Effective force for small delays for potential height $V_0=5k_{B}T$ and asymmetry $a=1∕3$ in the one particle case [Eq. (12)]. Units: $L=1$, $D=1$, and $k_{B}T=1$.

Figure 3

Effective potential [Eq. (15)] for potential height $V_0=5k_{B}T$ and asymmetry $a=1∕3$ for time delays $\tau =0$, ${10}^{-4}$, ${10}^{-3}$, and ${10}^{-2}$. Units: $L=1$, $D=1$, and $k_{B}T=1$.

Figure 4

One particle flux vs delay. The numerical result (solid line) is compared with the estimations using the effective potential [Eq. (15)] (dashed line) and using $C\left(\tau \right)$ (dotted line). $V_0=5k_{B}T$ and $a=1∕3$. Units: $L=1$, $D=1$, and $k_{B}T=1$.

Figure 5

Covariance $\tilde{C}$ [Eq. (17)] as a function of the time delay for potential heights $V_0=k_{B}T$, $5k_{B}T$, and $10k_{B}T$. Asymmetry parameter $a=1∕3$. Units: $L=1$, $D=1$, and $k_{B}T=1$.

Figure 6

Effective force (from numerical simulations) $(N=1)$ for several time delays. $V_0=5k_{B}T$ and $a=1∕3$. Units: $L=1$, $D=1$, and $k_{B}T=1$.

Figure 7

Center-of-mass velocity as a function of the time delay for number of particles $N=1$, 10, 50, and 100. Parameters of the potential: $V_0=5k_{B}T$ and $a=1∕3$. Units: $L=1$, $D=1$, and $k_{B}T=1$.

Figure 8

Many particle case: Center-of-mass velocity as a function of the delay (for large delays only the first branch is represented here) and comparison with the results obtained with the threshold protocol and with the large delay approximation Eq. (33). For the “smooth” potential [Eq. (5)] with $V_0=5k_{B}T$ and $N={10}^5$ particles. Units: $L=1$, $D=1$, and $k_{B}T=1$.

Figure 9

Many particle case: Evolution of the net force with zero delay $(\tau =0)$ for the “smooth” potential Eq. (5) with $V_0=5k_{B}T$ and $N={10}^5$ particles. Units: $L=1$, $D=1$, and $k_{B}T=1$.

Figure 10

Many particle case: Evolution of the net force with a small delay $(\tau =0.02)$ for the “smooth” potential Eq. (5) with $V_0=5k_{B}T$ and $N={10}^5$ particles.
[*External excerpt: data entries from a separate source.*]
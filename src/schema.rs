//! Schema stream codec.
//!
//! All fixed aspect headers come first, then the blobs in header order:
//!
//! ```text
//! count                      4   u32
//! count x ( type 4, numDims 4, blobSize 4 )
//! count x ( blob: blobSize bytes )
//! ```

use std::io::{Cursor, Read, Write};

use serde::{Deserialize, Serialize};

use crate::codec::{ProtocolError, WireReader, WireWrite};

pub const COUNT_SIZE: usize = 4;
pub const ASPECT_HEADER_SIZE: usize = 12;

/// One component of a schema. `kind` is opaque to the protocol layer.
#[derive(Clone, Debug, PartialEq, Eq, Serialize, Deserialize)]
pub struct Aspect {
    pub kind: u32,
    pub num_dims: u32,
    pub blob: Vec<u8>,
}

#[derive(Clone, Debug, Default, PartialEq, Eq, Serialize, Deserialize)]
pub struct SchemaStream {
    pub aspects: Vec<Aspect>,
}

struct AspectHeader {
    kind: u32,
    num_dims: u32,
    blob_size: u32,
}

impl SchemaStream {
    pub fn new(aspects: Vec<Aspect>) -> Self {
        Self { aspects }
    }

    pub fn len(&self) -> usize {
        self.aspects.len()
    }

    pub fn is_empty(&self) -> bool {
        self.aspects.is_empty()
    }

    /// Sum of the aspects' dimensions.
    pub fn total_dims(&self) -> u64 {
        self.aspects.iter().map(|a| u64::from(a.num_dims)).sum()
    }

    pub fn encoded_len(&self) -> usize {
        COUNT_SIZE
            + self.aspects.len() * ASPECT_HEADER_SIZE
            + self.aspects.iter().map(|a| a.blob.len()).sum::<usize>()
    }

    pub fn decode<R: Read>(reader: &mut WireReader<R>) -> Result<Self, ProtocolError> {
        let count = reader.read_u32()?;

        // blobs follow every header, so the headers are buffered first
        let mut headers = Vec::with_capacity((count as usize).min(1024));
        for _ in 0..count {
            headers.push(AspectHeader {
                kind: reader.read_u32()?,
                num_dims: reader.read_u32()?,
                blob_size: reader.read_u32()?,
            });
        }

        let mut aspects = Vec::with_capacity(headers.len());
        for header in headers {
            let blob = reader.read_bytes(header.blob_size as usize)?;
            aspects.push(Aspect {
                kind: header.kind,
                num_dims: header.num_dims,
                blob,
            });
        }
        Ok(Self { aspects })
    }

    pub fn encode<W: Write + ?Sized>(&self, w: &mut W) -> Result<(), ProtocolError> {
        let count = u32::try_from(self.aspects.len()).map_err(|_| {
            ProtocolError::InconsistentRecord(format!("{} aspects exceed u32", self.aspects.len()))
        })?;
        w.put_u32(count)?;
        for aspect in &self.aspects {
            let blob_size = u32::try_from(aspect.blob.len()).map_err(|_| {
                ProtocolError::InconsistentRecord(format!("blob of {} bytes exceeds u32", aspect.blob.len()))
            })?;
            w.put_u32(aspect.kind)?;
            w.put_u32(aspect.num_dims)?;
            w.put_u32(blob_size)?;
        }
        for aspect in &self.aspects {
            w.write_all(&aspect.blob)?;
        }
        Ok(())
    }

    pub fn from_bytes(bytes: &[u8]) -> Result<(Self, usize), ProtocolError> {
        let mut reader = WireReader::new(Cursor::new(bytes));
        let schema = Self::decode(&mut reader)?;
        Ok((schema, reader.consumed() as usize))
    }

    pub fn to_bytes(&self) -> Result<Vec<u8>, ProtocolError> {
        let mut out = Vec::with_capacity(self.encoded_len());
        self.encode(&mut out)?;
        Ok(out)
    }
}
Units: $L=1$, $D=1$, and $k_{B}T=1$.

Figure 11

Many particle case: Evolution of the net force with a large delay $(\tau =0.12)$ for the “smooth” potential Eq. (5) with $V_0=5k_{B}T$ and $N={10}^5$ particles. Units: $L=1$, $D=1$, and $k_{B}T=1$.

Figure 12

Many particle case: First three branches of stable solutions for the “smooth” potential [Eq. (5)] with $V_0=5k_{B}T$ and $N={10}^5$ particles. Units: $L=1$, $D=1$, and $k_{B}T=1$.

Figure 13

Many particle case: Period $\mathcal{T}$ of the quasiperiodic solutions for small delays and for large delays. For large delays only the first three branches of stable solutions are shown. “Smooth” potential [Eq. (5)] with $V_0=5k_{B}T$ and $N={10}^5$ particles. Units: $L=1$, $D=1$, and $k_{B}T=1$.